Yang Jian

Personal information
- Nationality: Chinese
- Born: 10 June 1994 (age 32) Luzhou, Sichuan, China
- Height: 1.68 m (5 ft 6 in)
- Weight: 63 kg (139 lb)

Sport
- Country: China
- Sport: Diving
- Event: 10 m
- Club: Sichuan Province

Medal record
Men's diving
Representing China
Olympic Games
| Silver medal – second place | 2020 Tokyo | 10 m platform |
World Championships
| Gold medal – first place | 2019 Gwangju | 10 m platform |
| Gold medal – first place | 2019 Gwangju | Mixed team |
| Gold medal – first place | 2022 Budapest | 10 m platform |
| Bronze medal – third place | 2017 Budapest | 10 m platform |

= Yang Jian (diver) =

Chinese diver

Yang Jian (杨健; born 10 June 1994) is a Chinese diver.

Yang started practicing gymnastics on his parents' will aged four and five years later he took up diving.
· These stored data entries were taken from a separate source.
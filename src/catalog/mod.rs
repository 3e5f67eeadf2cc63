//! Equipment-aware weekly plan generation
//!
//! A [`PlanCatalog`] holds one exercise list per (equipment, split) pair
//! plus the rest and cardio templates. Building a plan is a table lookup
//! for the five strength splits in canonical order followed by the
//! goal-dependent number of cardio sessions.
//!
//! # Example
//!
//! ```rust,ignore
//! use fitplan::catalog::PlanCatalog;
//! use fitplan::models::{Equipment, Goal};
//!
//! let catalog = PlanCatalog::builtin()?;
//! let plan = catalog.build_weekly_plan(Equipment::Bodyweight, Goal::FatLoss)?;
//! assert_eq!(plan.days.len(), 8);
//! ```

pub mod loader;

use serde::{Deserialize, Serialize};
use std::collections::HashMap;
use std::path::Path;
use tracing::{debug, error};

use crate::error::{ConfigurationError, Result};
use crate::models::{
    DayKind, Equipment, Exercise, Goal, Guidance, PlanDay, Reps, Split, WeeklyPlan,
};

pub use loader::{equipment_key, split_key, CatalogLoader, TomlCatalog};

/// Catalog shipped with the binary
pub const BUILTIN_CATALOG: &str = include_str!("builtin.toml");

/// Rest-between-sets wording for strength days
#[derive(Debug, Clone, PartialEq, Eq, Serialize, Deserialize)]
pub struct RestGuidance {
    /// Longer rest, used for muscle gain
    pub long: String,
    /// Shorter rest, used for every other goal
    pub standard: String,
}

impl RestGuidance {
    pub fn for_goal(&self, goal: Goal) -> &str {
        if goal.uses_long_rest() {
            &self.long
        } else {
            &self.standard
        }
    }
}

/// Template for a single cardio session day
#[derive(Debug, Clone, PartialEq, Eq, Serialize, Deserialize)]
pub struct CardioTemplate {
    pub name: String,
    pub sets: u32,
    pub duration: String,
    pub heart_rate_guidance: String,
}

/// Versioned exercise table indexed by (equipment, split)
#[derive(Debug, Clone)]
pub struct PlanCatalog {
    version: String,
    rest: RestGuidance,
    cardio: CardioTemplate,
    tables: HashMap<(Equipment, Split), Vec<Exercise>>,
}

impl PlanCatalog {
    /// Parse the embedded catalog
    pub fn builtin() -> Result<Self> {
        CatalogLoader::load_from_string(BUILTIN_CATALOG, "built-in catalog")
    }

    /// Load a replacement catalog from disk
    pub fn from_file<P: AsRef<Path>>(path: P) -> Result<Self> {
        CatalogLoader::load_from_file(path)
    }

    /// Load the catalog at `path` if given, otherwise the built-in one
    pub fn load(path: Option<&Path>) -> Result<Self> {
        match path {
            Some(path) => Self::from_file(path),
            None => Self::builtin(),
        }
    }

    pub(crate) fn from_parts(
        version: String,
        rest: RestGuidance,
        cardio: CardioTemplate,
        tables: HashMap<(Equipment, Split), Vec<Exercise>>,
    ) -> Self {
        Self {
            version,
            rest,
            cardio,
            tables,
        }
    }

    pub fn version(&self) -> &str {
        &self.version
    }

    /// Exercises for one equipment tier and split
    pub fn exercises(&self, equipment: Equipment, split: Split) -> Result<&[Exercise]> {
        self.tables
            .get(&(equipment, split))
            .map(Vec::as_slice)
            .ok_or_else(|| {
                error!(?equipment, ?split, version = %self.version, "Catalog entry missing");
                ConfigurationError::MissingCatalogEntry {
                    equipment: equipment_key(equipment).to_string(),
                    split: split_key(split).to_string(),
                }
                .into()
            })
    }

    /// Assemble the weekly plan for an equipment tier and goal
    ///
    /// Strength days come first in [`Split::CANONICAL_ORDER`], each with
    /// goal-dependent rest guidance, followed by `goal.cardio_sessions()`
    /// cardio days labelled "Cardio Day 1", "Cardio Day 2", ...
    pub fn build_weekly_plan(&self, equipment: Equipment, goal: Goal) -> Result<WeeklyPlan> {
        let rest = self.rest.for_goal(goal);
        let cardio_sessions = goal.cardio_sessions();
        let mut days = Vec::with_capacity(Split::CANONICAL_ORDER.len() + cardio_sessions as usize);

        for split in Split::CANONICAL_ORDER {
            days.push(PlanDay {
                label: split.label().to_string(),
                kind: DayKind::Strength(split),
                exercises: self.exercises(equipment, split)?.to_vec(),
                guidance: Guidance::Rest(rest.to_string()),
            });
        }

        for session in 1..=cardio_sessions {
            days.push(self.cardio_day(session));
        }

        debug!(
            ?equipment,
            ?goal,
            days = days.len(),
            version = %self.version,
            "Weekly plan built"
        );

        Ok(WeeklyPlan {
            catalog_version: self.version.clone(),
            equipment,
            goal,
            days,
        })
    }

    fn cardio_day(&self, session: u8) -> PlanDay {
        PlanDay {
            label: format!("Cardio Day {}", session),
            kind: DayKind::Cardio { session },
            exercises: vec![Exercise {
                name: self.cardio.name.clone(),
                sets: self.cardio.sets,
                reps: Reps::Duration(self.cardio.duration.clone()),
            }],
            guidance: Guidance::HeartRate(self.cardio.heart_rate_guidance.clone()),
        }
    }
}

#[cfg(test)]
mod tests {
    use super::*;

    #[test]
    fn test_plan_order_and_counts() {
        let catalog = PlanCatalog::builtin().unwrap();
        let plan = catalog
            .build_weekly_plan(Equipment::CommercialGym, Goal::FatLoss)
            .unwrap();

        assert_eq!(
            plan.labels(),
            vec![
                "Push Day",
                "Pull Day",
                "Legs Day",
                "Whole Body Day",
                "Upper Body Day",
                "Cardio Day 1",
                "Cardio Day 2",
                "Cardio Day 3",
            ]
        );
        assert_eq!(plan.catalog_version, catalog.version());
    }

    #[test]
    fn test_rest_guidance_depends_on_goal() {
        let catalog = PlanCatalog::builtin().unwrap();

        let gain = catalog
            .build_weekly_plan(Equipment::HomeBarbell, Goal::MuscleGain)
            .unwrap();
        let maintain = catalog
            .build_weekly_plan(Equipment::HomeBarbell, Goal::Maintenance)
            .unwrap();

        let gain_push = gain.get("Push Day").unwrap();
        let maintain_push = maintain.get("Push Day").unwrap();
        assert_eq!(gain_push.guidance, Guidance::Rest("60–90s between sets".to_string()));
        assert_eq!(
            maintain_push.guidance,
            Guidance::Rest("30–60s between sets".to_string())
        );
        assert_eq!(gain_push.exercises, maintain_push.exercises);
    }

    #[test]
    fn test_cardio_day_shape() {
        let catalog = PlanCatalog::builtin().unwrap();
        let plan = catalog
            .build_weekly_plan(Equipment::Bodyweight, Goal::Maintenance)
            .unwrap();

        let cardio: Vec<&PlanDay> = plan.cardio_days().collect();
        assert_eq!(cardio.len(), 2);
        for (index, day) in cardio.iter().enumerate() {
            assert_eq!(day.kind, DayKind::Cardio { session: index as u8 + 1 });
            assert_eq!(day.exercises.len(), 1);
            assert_eq!(day.exercises[0].sets, 1);
            assert_eq!(day.exercises[0].reps, Reps::Duration("20-30 min".to_string()));
            assert!(matches!(day.guidance, Guidance::HeartRate(_)));
        }
    }

    #[test]
    fn test_missing_entry_reports_configuration_error() {
        let catalog = PlanCatalog::from_parts(
            "partial".to_string(),
            RestGuidance {
                long: "90s".to_string(),
                standard: "45s".to_string(),
            },
            CardioTemplate {
                name: "Bike".to_string(),
                sets: 1,
                duration: "20 min".to_string(),
                heart_rate_guidance: "Zone 2".to_string(),
            },
            HashMap::new(),
        );

        let err = catalog
            .build_weekly_plan(Equipment::Bodyweight, Goal::FatLoss)
            .unwrap_err();
        assert!(matches!(
            err,
            crate::error::FitPlanError::Configuration(ConfigurationError::MissingCatalogEntry { .. })
        ));
    }

    #[test]
    fn test_plan_is_deterministic() {
        let catalog = PlanCatalog::builtin().unwrap();
        let first = catalog
            .build_weekly_plan(Equipment::HomeDumbbellsBands, Goal::MuscleGain)
            .unwrap();
        let second = catalog
            .build_weekly_plan(Equipment::HomeDumbbellsBands, Goal::MuscleGain)
            .unwrap();
        assert_eq!(first, second);
    }
}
His desire for risky jumps quickly brought him the nickname "King of Difficulty" amongst teammates. He won gold in the 10m platform event at the 2014 FINA Diving World Cup. Shortly after his international debut, he became the first one in history to accomplish a dive with difficulty of 4.1 since the regulation was introduced and set a world record for a single jump to 123 points. But in the following year, Yang finished his first tour to the world championships due to knee injury with the unexpected 10th place. Another right heel injury during training in November 2018 forced him to take surgery and rest for a month. In 2021, Yang won a silver medal in the 10m platform event at the 2020 Summer Olympics in Tokyo.